(EXERCISE GOAL)
Through the line that contains "out-of-range rates) is", return the data below exactly, starting at its first line; leave the rest out.

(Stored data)

━━━━━━━━━━━━━━━━━━━━

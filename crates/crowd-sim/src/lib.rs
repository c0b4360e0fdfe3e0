//! `crowd-sim` — scenario documents, validation, and the step loop.
//!
//! The other crates provide the parts; this one wires a run together:
//!
//! 1. [`Scenario`] is the serializable run description.
//! 2. [`SimulationBuilder`] validates it and assembles a [`Simulation`]:
//!    topography, models, and one controller per active element, each with
//!    its own child RNG stream.
//! 3. [`Simulation::run`] executes the fixed step order until the finish
//!    time, reporting each step to a [`SimObserver`].
//!
//! Runs are deterministic: the same scenario document produces the same
//! sequence of states, step for step.

pub mod builder;
pub mod error;
pub mod observer;
pub mod scenario;
pub mod sim;


// ── Re-exports ────────────────────────────────────────────────────────────────

pub use builder::SimulationBuilder;
pub use error::{SimError, SimResult};
pub use observer::{NoopObserver, SimObserver, StepView};
pub use scenario::{InitialCompartment, ModelPlan, PlacedPedestrian, Scenario, TopographyPlan};
pub use sim::Simulation;
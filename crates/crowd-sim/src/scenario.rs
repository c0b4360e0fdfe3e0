//! The scenario document: a complete, serializable run description.
//!
//! A scenario is plain data.  Everything that can be wrong with one
//! (dangling target references, malformed shapes, out-of-range rates) is
//! caught by the builder, not here, so documents round-trip through serde
//! untouched.

use crowd_core::{Point2, Rect, TargetId};
use crowd_models::SirCompartment;
use crowd_state::{
    AbsorbingAreaAttributes, AgentAttributes, SimulationAttributes, SirAttributes,
    SourceAttributes, TargetAttributes,
};
use serde::{Deserialize, Serialize};

/// A full run description.
#[derive(Clone, Debug, Serialize, Deserialize)]
pub struct Scenario {
    pub name: String,
    #[serde(default)]
    pub simulation: SimulationAttributes,
    pub topography: TopographyPlan,
    #[serde(default)]
    pub models: ModelPlan,
}

impl Scenario {
    pub fn from_json(json: &str) -> serde_json::Result<Self> {
        serde_json::from_str(json)
    }

    pub fn to_json(&self) -> serde_json::Result<String> {
        serde_json::to_string_pretty(self)
    }
}

/// The world layout: bounds, defaults, and scenario elements.
#[derive(Clone, Debug, Serialize, Deserialize)]
pub struct TopographyPlan {
    pub bounds: Rect,
    #[serde(default)]
    pub agent: AgentAttributes,
    /// Agents present before the first step.
    #[serde(default)]
    pub pedestrians: Vec<PlacedPedestrian>,
    #[serde(default)]
    pub targets: Vec<TargetAttributes>,
    #[serde(default)]
    pub sources: Vec<SourceAttributes>,
    #[serde(default)]
    pub absorbing_areas: Vec<AbsorbingAreaAttributes>,
}

/// An agent placed by hand rather than emitted by a source.
#[derive(Clone, Debug, Serialize, Deserialize)]
pub struct PlacedPedestrian {
    pub position: Point2,
    #[serde(default)]
    pub target_ids: Vec<TargetId>,
    /// Initial compartment.  `None` lets the group model decide on entry
    /// like it does for source-spawned agents.
    #[serde(default)]
    pub compartment: Option<InitialCompartment>,
}

/// Compartment of a pre-placed pedestrian, as written in scenario files.
#[derive(Copy, Clone, Debug, PartialEq, Eq, Serialize, Deserialize)]
#[serde(rename_all = "snake_case")]
pub enum InitialCompartment {
    Susceptible,
    Infected,
    Removed,
}

impl From<InitialCompartment> for SirCompartment {
    fn from(value: InitialCompartment) -> Self {
        match value {
            InitialCompartment::Susceptible => SirCompartment::Susceptible,
            InitialCompartment::Infected => SirCompartment::Infected,
            InitialCompartment::Removed => SirCompartment::Removed,
        }
    }
}

/// Which models run, and with what parameters.
#[derive(Clone, Debug, Serialize, Deserialize)]
#[serde(default)]
pub struct ModelPlan {
    /// Susceptible / infected / removed dynamics.  `None` runs without a
    /// group model.
    pub sir: Option<SirAttributes>,
    /// Registry name of the cognition model.
    pub cognition: String,
}

impl Default for ModelPlan {
    fn default() -> Self {
        Self {
            sir: None,
            cognition: "target_oriented".to_string(),
        }
    }
}
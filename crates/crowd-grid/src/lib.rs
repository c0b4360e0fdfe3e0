//! `crowd-grid` — uniform cell grid over the simulation plane.
//!
//! # Design
//!
//! Agent neighborhood queries here are always "everyone within radius `r` of
//! a point", with `r` fixed per consumer (infection distance, target reach
//! radius).  For that access pattern a dense cell grid beats tree indexes:
//! build is one O(n) bucketing pass and a query touches only the cells under
//! the circle's bounding box.
//!
//! The grid is a per-step snapshot.  Consumers rebuild it from current
//! positions at the start of their update and never mutate it afterwards, so
//! a query can be over-approximate (it may return agents slightly outside
//! the radius) but never misses one inside it.  Callers that need the exact
//! set filter by true distance.

pub mod error;
pub mod grid;


// ── Re-exports ────────────────────────────────────────────────────────────────

pub use error::{GridError, GridResult};
pub use grid::CellGrid;
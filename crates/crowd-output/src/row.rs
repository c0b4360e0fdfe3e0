//! Plain data row types written by output backends.

/// One agent's position at a given step.
#[derive(Debug, Clone, Copy, PartialEq)]
pub struct TrajectoryRow {
    pub step:      u64,
    pub time_secs: f64,
    pub agent_id:  u32,
    pub x:         f64,
    pub y:         f64,
}

/// Summary statistics for one simulation step.
///
/// The compartment columns are `None` when the run has no group model; CSV
/// output leaves those cells empty.
#[derive(Debug, Clone, Copy, PartialEq)]
pub struct StepSummaryRow {
    pub step:        u64,
    pub time_secs:   f64,
    pub agent_count: u64,
    pub susceptible: Option<u64>,
    pub infected:    Option<u64>,
    pub removed:     Option<u64>,
}
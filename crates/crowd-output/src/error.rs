//! Error types for crowd-output.

use thiserror::Error;

/// Errors that can occur when writing simulation output.
#[derive(Debug, Error)]
pub enum OutputError {
    #[error("I/O error: {0}")]
    Io(#[from] std::io::Error),

    #[error("CSV write error: {0}")]
    Csv(#[from] csv::Error),
}

/// Alias for `Result<T, OutputError>`.
pub type OutputResult<T> = Result<T, OutputError>;
//! Planar geometry for scenario elements and agent positions.
//!
//! Positions are double-precision meters on a bounded plane.  Shapes support
//! the three queries the simulation needs: point containment, signed distance
//! to the boundary (negative inside), and an axis-aligned bounding box.
//! Containment on `Rect` is half-open (`min <= p < max`) so adjacent cells
//! and elements tile without overlap.

use crate::error::{CoreError, CoreResult};

// ── Point2 ────────────────────────────────────────────────────────────────────

/// A point (or displacement) in the simulation plane, in meters.
#[derive(Copy, Clone, Debug, PartialEq, Default)]
#[cfg_attr(feature = "serde", derive(serde::Serialize, serde::Deserialize))]
pub struct Point2 {
    pub x: f64,
    pub y: f64,
}

impl Point2 {
    #[inline]
    pub fn new(x: f64, y: f64) -> Self {
        Self { x, y }
    }

    /// Euclidean distance to `other` in meters.
    #[inline]
    pub fn distance(self, other: Point2) -> f64 {
        (other.x - self.x).hypot(other.y - self.y)
    }

    /// Squared distance — cheaper than [`Point2::distance`] for comparisons.
    #[inline]
    pub fn distance_sq(self, other: Point2) -> f64 {
        let dx = other.x - self.x;
        let dy = other.y - self.y;
        dx * dx + dy * dy
    }

    /// The point reached by moving at most `max_step` meters from `self`
    /// toward `goal`.  Never overshoots: if `goal` is closer than `max_step`
    /// the result is `goal` itself.
    pub fn step_towards(self, goal: Point2, max_step: f64) -> Point2 {
        let dist = self.distance(goal);
        if dist <= max_step || dist == 0.0 {
            return goal;
        }
        let scale = max_step / dist;
        Point2::new(
            self.x + (goal.x - self.x) * scale,
            self.y + (goal.y - self.y) * scale,
        )
    }

    /// Both coordinates are finite (no NaN or infinity).
    #[inline]
    pub fn is_finite(self) -> bool {
        self.x.is_finite() && self.y.is_finite()
    }
}

impl std::fmt::Display for Point2 {
    fn fmt(&self, f: &mut std::fmt::Formatter<'_>) -> std::fmt::Result {
        write!(f, "({:.3}, {:.3})", self.x, self.y)
    }
}

// ── Rect ──────────────────────────────────────────────────────────────────────

/// An axis-aligned rectangle given by its min corner and extent.
#[derive(Copy, Clone, Debug, PartialEq)]
#[cfg_attr(feature = "serde", derive(serde::Serialize, serde::Deserialize))]
pub struct Rect {
    pub x: f64,
    pub y: f64,
    pub width: f64,
    pub height: f64,
}

impl Rect {
    #[inline]
    pub fn new(x: f64, y: f64, width: f64, height: f64) -> Self {
        Self { x, y, width, height }
    }

    /// Half-open containment: min edges inclusive, max edges exclusive.
    #[inline]
    pub fn contains(&self, p: Point2) -> bool {
        p.x >= self.x
            && p.y >= self.y
            && p.x < self.x + self.width
            && p.y < self.y + self.height
    }

    #[inline]
    pub fn center(&self) -> Point2 {
        Point2::new(self.x + self.width * 0.5, self.y + self.height * 0.5)
    }

    /// The larger of width and height.  Controllers use this as the query
    /// radius base so a candidate scan always covers the whole shape.
    #[inline]
    pub fn max_extent(&self) -> f64 {
        self.width.max(self.height)
    }

    /// Signed distance to the rectangle boundary: negative inside, zero on
    /// the boundary, positive outside.
    pub fn signed_distance(&self, p: Point2) -> f64 {
        let dx = (self.x - p.x).max(p.x - (self.x + self.width));
        let dy = (self.y - p.y).max(p.y - (self.y + self.height));
        if dx > 0.0 || dy > 0.0 {
            dx.max(0.0).hypot(dy.max(0.0))
        } else {
            dx.max(dy)
        }
    }

    /// Check the rectangle is finite with positive extent.
    pub fn validate(&self) -> CoreResult<()> {
        if !(self.x.is_finite() && self.y.is_finite()) {
            return Err(CoreError::NonFiniteCoordinate);
        }
        if !(self.width > 0.0 && self.height > 0.0)
            || !self.width.is_finite()
            || !self.height.is_finite()
        {
            return Err(CoreError::EmptyRect {
                width: self.width,
                height: self.height,
            });
        }
        Ok(())
    }
}

// ── Shape ─────────────────────────────────────────────────────────────────────

/// The footprint of a scenario element (target, source, absorbing area).
#[derive(Clone, Debug, PartialEq)]
#[cfg_attr(feature = "serde", derive(serde::Serialize, serde::Deserialize))]
#[cfg_attr(feature = "serde", serde(tag = "type", rename_all = "snake_case"))]
pub enum Shape {
    Rectangle(Rect),
    Circle { center: Point2, radius: f64 },
    Polygon { points: Vec<Point2> },
}

impl Shape {
    /// Whether `p` lies inside the shape.  Polygons use even-odd ray casting,
    /// so self-intersecting outlines behave like their even-odd fill.
    pub fn contains(&self, p: Point2) -> bool {
        match self {
            Shape::Rectangle(r) => r.contains(p),
            Shape::Circle { center, radius } => p.distance(*center) <= *radius,
            Shape::Polygon { points } => polygon_contains(points, p),
        }
    }

    /// Signed distance from `p` to the shape boundary: negative inside.
    pub fn signed_distance(&self, p: Point2) -> f64 {
        match self {
            Shape::Rectangle(r) => r.signed_distance(p),
            Shape::Circle { center, radius } => p.distance(*center) - radius,
            Shape::Polygon { points } => {
                let d = polygon_edge_distance(points, p);
                if polygon_contains(points, p) { -d } else { d }
            }
        }
    }

    /// Axis-aligned bounding box.
    pub fn bounds(&self) -> Rect {
        match self {
            Shape::Rectangle(r) => *r,
            Shape::Circle { center, radius } => Rect::new(
                center.x - radius,
                center.y - radius,
                radius * 2.0,
                radius * 2.0,
            ),
            Shape::Polygon { points } => {
                let mut min_x = f64::INFINITY;
                let mut min_y = f64::INFINITY;
                let mut max_x = f64::NEG_INFINITY;
                let mut max_y = f64::NEG_INFINITY;
                for p in points {
                    min_x = min_x.min(p.x);
                    min_y = min_y.min(p.y);
                    max_x = max_x.max(p.x);
                    max_y = max_y.max(p.y);
                }
                Rect::new(min_x, min_y, max_x - min_x, max_y - min_y)
            }
        }
    }

    /// Center of the bounding box.  Locomotion steers toward this point and
    /// controllers center their candidate query on it.
    #[inline]
    pub fn center(&self) -> Point2 {
        self.bounds().center()
    }

    /// Check the shape is well-formed.  Scenario documents are deserialized
    /// without validation; the builder calls this before a run starts.
    pub fn validate(&self) -> CoreResult<()> {
        match self {
            Shape::Rectangle(r) => r.validate(),
            Shape::Circle { center, radius } => {
                if !center.is_finite() {
                    return Err(CoreError::NonFiniteCoordinate);
                }
                if !(*radius > 0.0) || !radius.is_finite() {
                    return Err(CoreError::BadRadius(*radius));
                }
                Ok(())
            }
            Shape::Polygon { points } => {
                if points.len() < 3 {
                    return Err(CoreError::TooFewVertices(points.len()));
                }
                if points.iter().any(|p| !p.is_finite()) {
                    return Err(CoreError::NonFiniteCoordinate);
                }
                Ok(())
            }
        }
    }
}

/// Even-odd rule point-in-polygon test over the closed outline.
fn polygon_contains(points: &[Point2], p: Point2) -> bool {
    let mut inside = false;
    let n = points.len();
    if n < 3 {
        return false;
    }
    let mut j = n - 1;
    for i in 0..n {
        let a = points[i];
        let b = points[j];
        if (a.y > p.y) != (b.y > p.y) {
            let x_cross = a.x + (p.y - a.y) / (b.y - a.y) * (b.x - a.x);
            if p.x < x_cross {
                inside = !inside;
            }
        }
        j = i;
    }
    inside
}

/// Minimum distance from `p` to any edge of the closed outline.
fn polygon_edge_distance(points: &[Point2], p: Point2) -> f64 {
    let n = points.len();
    let mut best = f64::INFINITY;
    let mut j = n.saturating_sub(1);
    for i in 0..n {
        best = best.min(segment_distance(points[j], points[i], p));
        j = i;
    }
    best
}

/// Distance from `p` to the segment `ab`.
fn segment_distance(a: Point2, b: Point2, p: Point2) -> f64 {
    let len_sq = a.distance_sq(b);
    if len_sq == 0.0 {
        return a.distance(p);
    }
    let t = ((p.x - a.x) * (b.x - a.x) + (p.y - a.y) * (b.y - a.y)) / len_sq;
    let t = t.clamp(0.0, 1.0);
    let proj = Point2::new(a.x + t * (b.x - a.x), a.y + t * (b.y - a.y));
    proj.distance(p)
}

━━━━━━━━━━━━━━━━━━━━

(ANSWER TO THIS TASK)
filename crates/crowd-sim/src/lib.rs
repository c0b4360e0fdfe3e0
//! `crowd-sim` — scenario documents, validation, and the step loop.
//!
//! The other crates provide the parts; this one wires a run together:
//!
//! 1. [`Scenario`] is the serializable run description.
//! 2. [`SimulationBuilder`] validates it and assembles a [`Simulation`]:
//!    topography, models, and one controller per active element, each with
//!    its own child RNG stream.
//! 3. [`Simulation::run`] executes the fixed step order until the finish
//!    time, reporting each step to a [`SimObserver`].
//!
//! Runs are deterministic: the same scenario document produces the same
//! sequence of states, step for step.

pub mod builder;
pub mod error;
pub mod observer;
pub mod scenario;
pub mod sim;


// ── Re-exports ────────────────────────────────────────────────────────────────

pub use builder::SimulationBuilder;
pub use error::{SimError, SimResult};
pub use observer::{NoopObserver, SimObserver, StepView};
pub use scenario::{InitialCompartment, ModelPlan, PlacedPedestrian, Scenario, TopographyPlan};
pub use sim::Simulation;
filename crates/crowd-sim/src/scenario.rs
repository c0b4360e0fdfe3e0
//! The scenario document: a complete, serializable run description.
//!
//! A scenario is plain data.  Everything that can be wrong with one
//! (dangling target references, malformed shapes, out-of-range rates) is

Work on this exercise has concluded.